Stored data
※
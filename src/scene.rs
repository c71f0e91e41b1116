//! Analytic collision scene and lightweight body backend.
//!
//! [`SceneCollision`] answers every [`CollisionQuery`] exactly against a
//! small set of planes, oriented boxes, spheres and character capsules. It
//! needs no physics engine, which makes it the backend of choice for
//! headless servers, replays and tests.
//!
//! [`SceneBackend`] exposes the scene through [`CharacterPhysicsBackend`].
//! Bodies are described by [`SceneBody`] and integrated as point masses
//! without contacts; [`SceneShape`] gives entities collision.

use std::collections::{HashMap, HashSet};

use bevy::prelude::*;

use crate::backend::{BodyQuery, CharacterPhysicsBackend};
use crate::collision::{CapsuleShape, CollisionQuery, HitResult};
use crate::math::{closest_point_on_segment, closest_points_between_segments, SMALL_NUMBER};
use crate::state::CharacterController;
use crate::GravityCharacterSet;

/// Separation at which a sweep counts as touching.
const CONTACT_TOLERANCE: f32 = 1.0e-3;
/// Overlap below this depth is treated as touching, not penetrating.
const PENETRATION_TOLERANCE: f32 = 1.0e-4;
/// Distances within this band of the minimum count as equally close.
const PLATEAU_TOLERANCE: f32 = 1.0e-4;
/// Newton steps of the conservative advancement.
const MAX_ADVANCE_ITERATIONS: usize = 64;
/// A sweep that stalls within this distance still reports a hit.
const GRAZE_TOLERANCE: f32 = 1.0e-2;
const SEARCH_ITERATIONS: usize = 48;
const INV_GOLDEN_RATIO: f32 = 0.618_034;

// ==================== Shapes ====================

/// Geometry of one scene collider, in world space.
#[derive(Debug, Clone, Copy, PartialEq)]
pub enum ColliderShape {
    /// Half-space below the plane through `point`.
    Plane { point: Vec3, normal: Vec3 },
    Box {
        center: Vec3,
        rotation: Quat,
        half_extents: Vec3,
    },
    Sphere { center: Vec3, radius: f32 },
    Capsule {
        center: Vec3,
        rotation: Quat,
        shape: CapsuleShape,
    },
}

/// Closest approach between a segment and a collider surface.
#[derive(Debug, Clone, Copy)]
struct Proximity {
    /// Signed distance from the segment to the surface, negative inside.
    distance: f32,
    surface: Vec3,
    /// Unit normal from the surface towards the segment.
    normal: Vec3,
}
//! # `msg_gravity_character`
//!
//! A capsule character movement core for arbitrary gravity, with physics
//! backend abstraction.
//!
//! This crate provides a kinematic character that:
//! - Walks, falls, swims, flies and runs custom modes along any gravity direction
//! - Resolves gravity from fixed vectors, points, boxes, splines and collision geometry
//! - Keeps its capsule upright relative to gravity and to the floor it stands on
//! - Steps up ledges, perches on edges and rides moving bases
//! - Reacts to physics volumes (water, local gravity, terminal velocity)
//! - Pushes simulated bodies it touches
//! - Carries snapshots, saved moves and corrections for networked play
//! - Abstracts the physics backend (Rapier3D and an analytic scene included)
//!
//! ## Architecture
//!
//! Each fixed step runs in [`GravityCharacterSet`] order:
//! 1. **Preparation**: the backend syncs its collision state
//! 2. **Gravity**: simulated bodies receive the gravity of their volume
//! 3. **Simulation**: every character runs one movement step
//! 4. **Interaction**: projectiles integrate under volume gravity
//! 5. **Finalize**: forces are handed to the physics engine and state markers update
//!
//! ## Usage
//!
//! ```rust
//! use bevy::prelude::*;
//! use msg_gravity_character::prelude::*;
//!
//! // Components for a walking character under point gravity
//! let controller = CharacterController::new();
//! let config = ControllerConfig::player();
//! let mut gravity = GravityField::default();
//! gravity.set_point_direction(Vec3::ZERO);
//! let intent = MovementIntent::default();
//!
//! // These can be spawned with a Transform and a CapsuleShape
//! ```

use bevy::prelude::*;

pub mod backend;
pub mod collision;
pub mod config;
pub mod detection;
pub mod events;
pub mod gravity;
pub mod impact;
pub mod intent;
pub mod math;
pub mod movement;
pub mod orientation;
pub mod projectile;
pub mod replication;
pub mod scene;
pub mod state;
pub mod systems;
pub mod volume;

#[cfg(feature = "rapier3d")]
pub mod rapier;

pub mod prelude {
    //! Convenient re-exports for common usage.

    pub use crate::backend::{BodyQuery, CharacterPhysicsBackend, NoBodies};
    pub use crate::collision::{CapsuleShape, CollisionQuery, HitResult};
    pub use crate::config::{ControllerConfig, InteractionConfig, OrientationConfig, SimulationTuning};
    pub use crate::detection::{FloorResult, WalkableSlopeOverride};
    pub use crate::events::{MovementEvent, MovementEvents};
    pub use crate::gravity::{
        GravityBounds, GravityField, GravityMode, GravitySpline, NoGravitySources, WorldGravity,
    };
    pub use crate::impact::PhysicsImpulse;
    pub use crate::intent::MovementIntent;
    pub use crate::movement::{
        AgentSettings, CharacterAgent, CharacterMover, CustomMovement, CustomMovementModes, EnvironmentSnapshot,
    };
    pub use crate::projectile::GravityProjectile;
    pub use crate::replication::{
        ClientAdjustment, ClientPrediction, CorrectionError, GravitySnapshot, MovementSnapshot, ReplicatedMovement,
        SavedMove, SavedMoves, ServerMoveCheck, SnapshotError,
    };
    pub use crate::scene::{SceneBackend, SceneBodies, SceneBody, SceneCollision, SceneShape};
    pub use crate::state::{Airborne, CharacterController, GroundMovementMode, Grounded, MovementMode, Submerged};
    pub use crate::volume::{PhysicsVolume, VolumeGravityBody};
    pub use crate::{GravityCharacterPlugin, GravityCharacterSet};

    #[cfg(feature = "rapier3d")]
    pub use crate::rapier::Rapier3dBackend;
}

/// Ordering of the character systems inside `FixedUpdate`.
#[derive(SystemSet, Debug, Clone, Copy, PartialEq, Eq, Hash)]
pub enum GravityCharacterSet {
    /// Backend bookkeeping before anything moves.
    Preparation,
    /// Volume gravity for simulated bodies.
    Gravity,
    /// The character movement step.
    Simulation,
    /// Projectiles and other bodies reacting to the step.
    Interaction,
    /// Hand results to the physics engine and update markers.
    Finalize,
}

/// Main plugin for the gravity character system.
///
/// This plugin is generic over a physics backend `B` which provides the actual
/// physics operations (shape casts, impulses, etc.).
///
/// # Type Parameters
/// - `B`: The physics backend implementation (e.g., `Rapier3dBackend`)
///
/// # Examples
///
/// With Rapier3D backend:
/// ```rust,no_run
/// use bevy::prelude::*;
/// use bevy_rapier3d::prelude::*;
/// use msg_gravity_character::prelude::*;
///
/// App::new()
///     .add_plugins(DefaultPlugins)
///     .add_plugins(RapierPhysicsPlugin::<NoUserData>::default())
///     .add_plugins(GravityCharacterPlugin::<Rapier3dBackend>::default())
///     .run();
/// ```
pub struct GravityCharacterPlugin<B: backend::CharacterPhysicsBackend> {
    _marker: std::marker::PhantomData<B>,
}

impl<B: backend::CharacterPhysicsBackend> Default for GravityCharacterPlugin<B> {
    fn default() -> Self {
        Self {
            _marker: std::marker::PhantomData,
        }
    }
}

impl<B: backend::CharacterPhysicsBackend> Plugin for GravityCharacterPlugin<B> {
    fn build(&self, app: &mut App) {
        // Register core types
        app.register_type::<state::CharacterController>();
        app.register_type::<state::Grounded>();
        app.register_type::<state::Airborne>();
        app.register_type::<state::Submerged>();
        app.register_type::<config::ControllerConfig>();
        app.register_type::<config::OrientationConfig>();
        app.register_type::<config::InteractionConfig>();
        app.register_type::<config::SimulationTuning>();
        app.register_type::<collision::CapsuleShape>();
        app.register_type::<intent::MovementIntent>();
        app.register_type::<gravity::WorldGravity>();
        app.register_type::<gravity::GravityField>();
        app.register_type::<gravity::GravityBounds>();
        app.register_type::<gravity::GravitySpline>();
        app.register_type::<volume::PhysicsVolume>();
        app.register_type::<volume::VolumeGravityBody>();
        app.register_type::<projectile::GravityProjectile>();

        app.init_resource::<gravity::WorldGravity>();
        app.init_resource::<movement::CustomMovementModes>();

        app.configure_sets(
            FixedUpdate,
            (
                GravityCharacterSet::Preparation,
                GravityCharacterSet::Gravity,
                GravityCharacterSet::Simulation,
                GravityCharacterSet::Interaction,
                GravityCharacterSet::Finalize,
            )
                .chain(),
        );

        // Add the physics backend plugin
        app.add_plugins(B::plugin());

        app.add_systems(
            FixedUpdate,
            systems::apply_volume_gravity::<B>.in_set(GravityCharacterSet::Gravity),
        );
        app.add_systems(
            FixedUpdate,
            systems::simulate_characters::<B>.in_set(GravityCharacterSet::Simulation),
        );
        app.add_systems(
            FixedUpdate,
            systems::move_projectiles::<B>.in_set(GravityCharacterSet::Interaction),
        );
        app.add_systems(
            FixedUpdate,
            systems::sync_state_markers.in_set(GravityCharacterSet::Finalize),
        );
    }
}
※
## Exercise prompt
How many of the lines above contain the word "derive"? Only the number should be given.

## Result of this exercise
3